__Your instructions__
Repeat the whole listing. Keep it exact.

Start of Block

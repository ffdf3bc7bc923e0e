//! Network access for the proxy
//!
//! The `Fetcher` trait is the seam between the proxy and the network. The
//! `HttpFetcher` forwards requests with reqwest and hands the response back
//! whatever its status; deciding what counts as a failure is left to the
//! caller.

use async_trait::async_trait;
use chrono::Utc;
use reqwest::Client;
use thiserror::Error;

use crate::request::{AssetRequest, StoredResponse};

/// Errors that can occur while forwarding a request to the network
#[derive(Debug, Error)]
pub enum FetchError {
    /// HTTP request failed
    #[error("HTTP request failed: {0}")]
    Request(#[from] reqwest::Error),

    /// The request URL could not be used
    #[error("Invalid request URL: {0}")]
    InvalidUrl(String),

    /// The network could not be reached
    #[error("Network unreachable: {0}")]
    Unreachable(String),
}

/// Forwards requests to the network
#[async_trait]
pub trait Fetcher: Send + Sync {
    /// Performs one network request
    ///
    /// Any HTTP status is a successful fetch; only transport-level failures
    /// are errors.
    async fn fetch(&self, request: &AssetRequest) -> Result<StoredResponse, FetchError>;
}

/// Fetcher backed by a reqwest client
#[derive(Debug, Clone)]
pub struct HttpFetcher {
    client: Client,
}

impl Default for HttpFetcher {
    fn default() -> Self {
        Self::new()
    }
}

impl HttpFetcher {
    /// Create a new HttpFetcher with default settings
    pub fn new() -> Self {
        Self {
            client: Client::new(),
        }
    }

    /// Create a new HttpFetcher with a custom HTTP client
    pub fn with_client(client: Client) -> Self {
        Self { client }
    }
}

#[async_trait]
impl Fetcher for HttpFetcher {
    async fn fetch(&self, request: &AssetRequest) -> Result<StoredResponse, FetchError> {
        if !matches!(request.url.scheme(), "http" | "https") {
            return Err(FetchError::InvalidUrl(request.url.to_string()));
        }

        let response = self
            .client
            .request(request.method.clone(), request.url.clone())
            .send()
            .await?;

        let url = response.url().to_string();
        let status = response.status().as_u16();
        let headers = response
            .headers()
            .iter()
            .map(|(name, value)| {
                (
                    name.as_str().to_string(),
                    String::from_utf8_lossy(value.as_bytes()).into_owned(),
                )
            })
            .collect();
        let body = response.bytes().await?.to_vec();

        Ok(StoredResponse {
            url,
            status,
            headers,
            body,
            fetched_at: Utc::now(),
        })
    }
}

End of Block

__Solution__
repository ffdf3bc7bc923e0e
//! Network access for the proxy
//!
//! The `Fetcher` trait is the seam between the proxy and the network. The
//! `HttpFetcher` forwards requests with reqwest and hands the response back
//! whatever its status; deciding what counts as a failure is left to the
//! caller.

use async_trait::async_trait;
use chrono::Utc;
use reqwest::Client;
use thiserror::Error;

use crate::request::{AssetRequest, StoredResponse};

/// Errors that can occur while forwarding a request to the network
#[derive(Debug, Error)]
pub enum FetchError {
    /// HTTP request failed
    #[error("HTTP request failed: {0}")]
    Request(#[from] reqwest::Error),

    /// The request URL could not be used
    #[error("Invalid request URL: {0}")]
    InvalidUrl(String),

    /// The network could not be reached
    #[error("Network unreachable: {0}")]
    Unreachable(String),
}

/// Forwards requests to the network
#[async_trait]
pub trait Fetcher: Send + Sync {
    /// Performs one network request
    ///
    /// Any HTTP status is a successful fetch; only transport-level failures
    /// are errors.
    async fn fetch(&self, request: &AssetRequest) -> Result<StoredResponse, FetchError>;
}

/// Fetcher backed by a reqwest client
#[derive(Debug, Clone)]
pub struct HttpFetcher {
    client: Client,
}

impl Default for HttpFetcher {
    fn default() -> Self {
        Self::new()
    }
}

impl HttpFetcher {
    /// Create a new HttpFetcher with default settings
    pub fn new() -> Self {
        Self {
            client: Client::new(),
        }
    }

    /// Create a new HttpFetcher with a custom HTTP client
    pub fn with_client(client: Client) -> Self {
        Self { client }
    }
}

#[async_trait]
impl Fetcher for HttpFetcher {
    async fn fetch(&self, request: &AssetRequest) -> Result<StoredResponse, FetchError> {
        if !matches!(request.url.scheme(), "http" | "https") {
            return Err(FetchError::InvalidUrl(request.url.to_string()));
        }

        let response = self
            .client
            .request(request.method.clone(), request.url.clone())
            .send()
            .await?;

        let url = response.url().to_string();
        let status = response.status().as_u16();
        let headers = response
            .headers()
            .iter()
            .map(|(name, value)| {
                (
                    name.as_str().to_string(),
                    String::from_utf8_lossy(value.as_bytes()).into_owned(),
                )
            })
            .collect();
        let body = response.bytes().await?.to_vec();

        Ok(StoredResponse {
            url,
            status,
            headers,
            body,
            fetched_at: Utc::now(),
        })
    }
}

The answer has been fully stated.